Abstract

It has previously been reported that the region between nucleotides 259 and 383 immediately downstream from the P4 early promoter of parvovirus minute virus of mice, prototype strain (MVMp) is responsible for transcriptional attenuation. Attenuation results from the premature pausing of RNA polymerase II within this sequence (designated to as att) and seems to depend on potential RNA secondary structure. To assess the attenuation capacity of att under near physiological conditions, the early transcription unit of MVMp was replaced by the chloramphenicol acetyltransferase reporter gene under control of the early P4 promoter, in the presence or absence of att.

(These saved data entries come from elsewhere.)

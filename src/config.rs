use std::path::{Path, PathBuf};
use std::time::Duration;

use anyhow::Context;
use serde::Deserialize;

// =============================================================================
// Time-related constants
// =============================================================================

/// Timeout for downloading the server list in milliseconds (1 second)
pub const SERVER_LIST_TIMEOUT_MS: u64 = 1_000;

/// Timeout for GitHub latest release lookups in milliseconds (5 seconds)
pub const RELEASE_TIMEOUT_MS: u64 = 5_000;

/// Timeout for the per-server version endpoint in milliseconds (5 seconds)
pub const VERSION_TIMEOUT_MS: u64 = 5_000;

/// Timeout for the per-server admin endpoint in milliseconds (10 seconds)
pub const ADMIN_TIMEOUT_MS: u64 = 10_000;

// =============================================================================
// Endpoints
// =============================================================================

pub const DEFAULT_SERVER_LIST_URL: &str =
    "https://raw.githubusercontent.com/bcdice/bcdice-api-servers/master/servers.yaml";

pub const DEFAULT_GITHUB_API_BASE_URL: &str = "https://api.github.com";

pub const DEFAULT_GITHUB_WEB_BASE_URL: &str = "https://github.com";

/// Path segment placed between a server's base URL and its endpoints
pub const DEFAULT_API_PATH_PREFIX: &str = "/v1";

pub const API_REPOSITORY: &str = "ysakasin/bcdice-api";

pub const LIBRARY_REPOSITORY: &str = "bcdice/BCDice";

/// Servers used when the server list cannot be downloaded
pub const STATIC_SERVER_LIST: [&str; 6] = [
    "https://bcdice.kazagakure.net",
    "https://bcdice.herokuapp.com",
    "https://www.taruki.com/bcdice-api",
    "https://bcdice-api.conos.jp",
    "https://bcdice.onlinesession.app",
    "https://bcdice.trpg.net",
];

pub const LOG_FILE_NAME: &str = "bcdice-status.log";

/// Dashboard configuration structure
#[derive(Debug, Clone, Deserialize, PartialEq)]
#[serde(default, rename_all = "camelCase")]
pub struct DashboardConfig {
    pub server_list_url: String,
    pub static_servers: Vec<String>,
    pub api_path_prefix: String,
    pub timeouts: TimeoutConfig,
    pub github: GitHubConfig,
}

impl Default for DashboardConfig {
    fn default() -> Self {
        Self {
            server_list_url: DEFAULT_SERVER_LIST_URL.to_string(),
            static_servers: STATIC_SERVER_LIST.iter().map(|s| s.to_string()).collect(),
            api_path_prefix: DEFAULT_API_PATH_PREFIX.to_string(),
            timeouts: TimeoutConfig::default(),
            github: GitHubConfig::default(),
        }
    }
}

impl DashboardConfig {
    /// Reads a JSON configuration file. Missing fields keep their defaults.
    pub fn load(path: &Path) -> anyhow::Result<Self> {
        let content = std::fs::read_to_string(path)
            .with_context(|| format!("Failed to read config file {}", path.display()))?;
        serde_json::from_str(&content)
            .with_context(|| format!("Failed to parse config file {}", path.display()))
    }

    pub fn version_url(&self, base_url: &str) -> String {
        self.endpoint_url(base_url, "version")
    }

    pub fn admin_url(&self, base_url: &str) -> String {
        self.endpoint_url(base_url, "admin")
    }

    fn endpoint_url(&self, base_url: &str, endpoint: &str) -> String {
        let prefix = self.api_path_prefix.trim_matches('/');
        let base = base_url.trim_end_matches('/');
        if prefix.is_empty() {
            format!("{}/{}", base, endpoint)
        } else {
            format!("{}/{}/{}", base, prefix, endpoint)
        }
    }
}

/// Per-call timeouts in milliseconds
#[derive(Debug, Clone, Deserialize, PartialEq)]
#[serde(default, rename_all = "camelCase")]
pub struct TimeoutConfig {
    pub server_list: u64,
    pub release: u64,
    pub version: u64,
    pub admin: u64,
}

impl Default for TimeoutConfig {
    fn default() -> Self {
        Self {
            server_list: SERVER_LIST_TIMEOUT_MS,
            release: RELEASE_TIMEOUT_MS,
            version: VERSION_TIMEOUT_MS,
            admin: ADMIN_TIMEOUT_MS,
        }
    }
}

impl TimeoutConfig {
    pub fn server_list(&self) -> Duration {
        Duration::from_millis(self.server_list)
    }

    pub fn release(&self) -> Duration {
        Duration::from_millis(self.release)
    }

    pub fn version(&self) -> Duration {
        Duration::from_millis(self.version)
    }

    pub fn admin(&self) -> Duration {
        Duration::from_millis(self.admin)
    }
}

/// Upstream repositories whose latest releases form the baseline
#[derive(Debug, Clone, Deserialize, PartialEq)]
#[serde(default, rename_all = "camelCase")]
pub struct GitHubConfig {
    pub api_base_url: String,
    pub web_base_url: String,
    pub api_repository: String,
    pub library_repository: String,
}

impl Default for GitHubConfig {
    fn default() -> Self {
        Self {
            api_base_url: DEFAULT_GITHUB_API_BASE_URL.to_string(),
            web_base_url: DEFAULT_GITHUB_WEB_BASE_URL.to_string(),
            api_repository: API_REPOSITORY.to_string(),
            library_repository: LIBRARY_REPOSITORY.to_string(),
        }
    }
}

/// Returns the path to the data directory for bcdice-status.
/// Uses $XDG_DATA_HOME/bcdice-status if XDG_DATA_HOME is set,
/// otherwise falls back to ~/.local/share/bcdice-status,
/// or ./bcdice-status if neither is available.
pub fn data_dir() -> PathBuf {
    data_dir_with_env(std::env::var("XDG_DATA_HOME").ok(), dirs::home_dir())
}

fn data_dir_with_env(xdg_data_home: Option<String>, home_dir: Option<PathBuf>) -> PathBuf {
    let data_dir = xdg_data_home
        .map(PathBuf::from)
        .or_else(|| home_dir.map(|home| home.join(".local/share")))
        .unwrap_or_else(|| PathBuf::from("."));

    data_dir.join("bcdice-status")
}

#[cfg(test)]
mod tests {
    use super::*;
    use rstest::rstest;
    use serde_json::json;
    use std::io::Write;

    #[test]
    fn dashboard_config_from_partial_object_uses_defaults_for_missing_fields() {
        let result = serde_json::from_value::<DashboardConfig>(json!({
            "timeouts": {
                "admin": 2000
            }
        }))
        .unwrap();

        assert_eq!(result.timeouts.admin, 2000);
        assert_eq!(result.timeouts.version, VERSION_TIMEOUT_MS);
        assert_eq!(result.server_list_url, DEFAULT_SERVER_LIST_URL);
        assert_eq!(result.static_servers.len(), 6);
        assert_eq!(result.github, GitHubConfig::default());
    }

    #[test]
    fn dashboard_config_from_full_object_parses_all_fields() {
        let result = serde_json::from_value::<DashboardConfig>(json!({
            "serverListUrl": "https://example.com/servers.yaml",
            "staticServers": ["https://a.example"],
            "apiPathPrefix": "",
            "timeouts": {
                "serverList": 100,
                "release": 200,
                "version": 300,
                "admin": 400
            },
            "github": {
                "apiBaseUrl": "http://localhost:1234",
                "webBaseUrl": "http://localhost:5678",
                "apiRepository": "owner/api",
                "libraryRepository": "owner/lib"
            }
        }))
        .unwrap();

        assert_eq!(
            result,
            DashboardConfig {
                server_list_url: "https://example.com/servers.yaml".to_string(),
                static_servers: vec!["https://a.example".to_string()],
                api_path_prefix: String::new(),
                timeouts: TimeoutConfig {
                    server_list: 100,
                    release: 200,
                    version: 300,
                    admin: 400,
                },
                github: GitHubConfig {
                    api_base_url: "http://localhost:1234".to_string(),
                    web_base_url: "http://localhost:5678".to_string(),
                    api_repository: "owner/api".to_string(),
                    library_repository: "owner/lib".to_string(),
                },
            }
        );
    }

    #[test]
    fn load_reads_json_file() {
        let mut file = tempfile::NamedTempFile::new().unwrap();
        write!(file, r#"{{"apiPathPrefix": "/v2"}}"#).unwrap();

        let config = DashboardConfig::load(file.path()).unwrap();

        assert_eq!(config.api_path_prefix, "/v2");
        assert_eq!(config.timeouts, TimeoutConfig::default());
    }

    #[test]
    fn load_fails_for_invalid_json() {
        let mut file = tempfile::NamedTempFile::new().unwrap();
        write!(file, "not json").unwrap();

        assert!(DashboardConfig::load(file.path()).is_err());
    }

    #[rstest]
    #[case("/v1", "https://a.example", "https://a.example/v1/version")]
    #[case("/v1", "https://a.example/", "https://a.example/v1/version")]
    #[case("v1/", "https://a.example", "https://a.example/v1/version")]
    #[case("", "https://a.example", "https://a.example/version")]
    #[case(
        "/v1",
        "https://www.taruki.com/bcdice-api",
        "https://www.taruki.com/bcdice-api/v1/version"
    )]
    fn version_url_joins_base_prefix_and_endpoint(
        #[case] prefix: &str,
        #[case] base_url: &str,
        #[case] expected: &str,
    ) {
        let config = DashboardConfig {
            api_path_prefix: prefix.to_string(),
            ..Default::default()
        };

        assert_eq!(config.version_url(base_url), expected);
    }

    #[test]
    fn admin_url_uses_default_prefix() {
        let config = DashboardConfig::default();
        assert_eq!(
            config.admin_url("https://bcdice.trpg.net"),
            "https://bcdice.trpg.net/v1/admin"
        );
    }

    #[test]
    fn data_dir_with_env_uses_xdg_data_home_when_set() {
        let path = data_dir_with_env(
            Some("/tmp/test-data".to_string()),
            Some(PathBuf::from("/home/user")),
        );

        assert_eq!(path, PathBuf::from("/tmp/test-data/bcdice-status"));
    }

    #[test]
    fn data_dir_with_env_falls_back_to_home_local_share() {
        let path = data_dir_with_env(None, Some(PathBuf::from("/home/user")));

        assert_eq!(path, PathBuf::from("/home/user/.local/share/bcdice-status"));
    }

    #[test]
    fn data_dir_with_env_falls_back_to_current_dir_when_no_dirs_available() {
        let path = data_dir_with_env(None, None);
        assert_eq!(path, PathBuf::from("./bcdice-status"));
    }
}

The resulting recombinant vectors were encapsidated in parvovirus particles and replicated in cells after co-infection with the wild-type virus. The att fragment reduced the rate of expression of the reporter gene by approximately threefold, confirming previously reported data from transfection experiments performed in the same cellular system. This attenuation factor is unexpectedly high, considering that the 'readthrough' fold of the nascent viral transcript is thermodynamically more stable than the 'attenuation' configuration. In an attempt to elucidate this point, we sought for the presence of secondary structures in the template DNA molecule. In vitro nuclease probing of viral dsDNA revealed that the att fragment had a cruciform configuration with both complementary strands folding into the computer-predicted stem-loop 'attenuation' structure. These observations lead us to propose that the secondary structure of the DNA template may prompt the formation of the 'attenuation' stem-loop in nascent mRNAs by bringing corresponding self-complementary sequences into close proximity.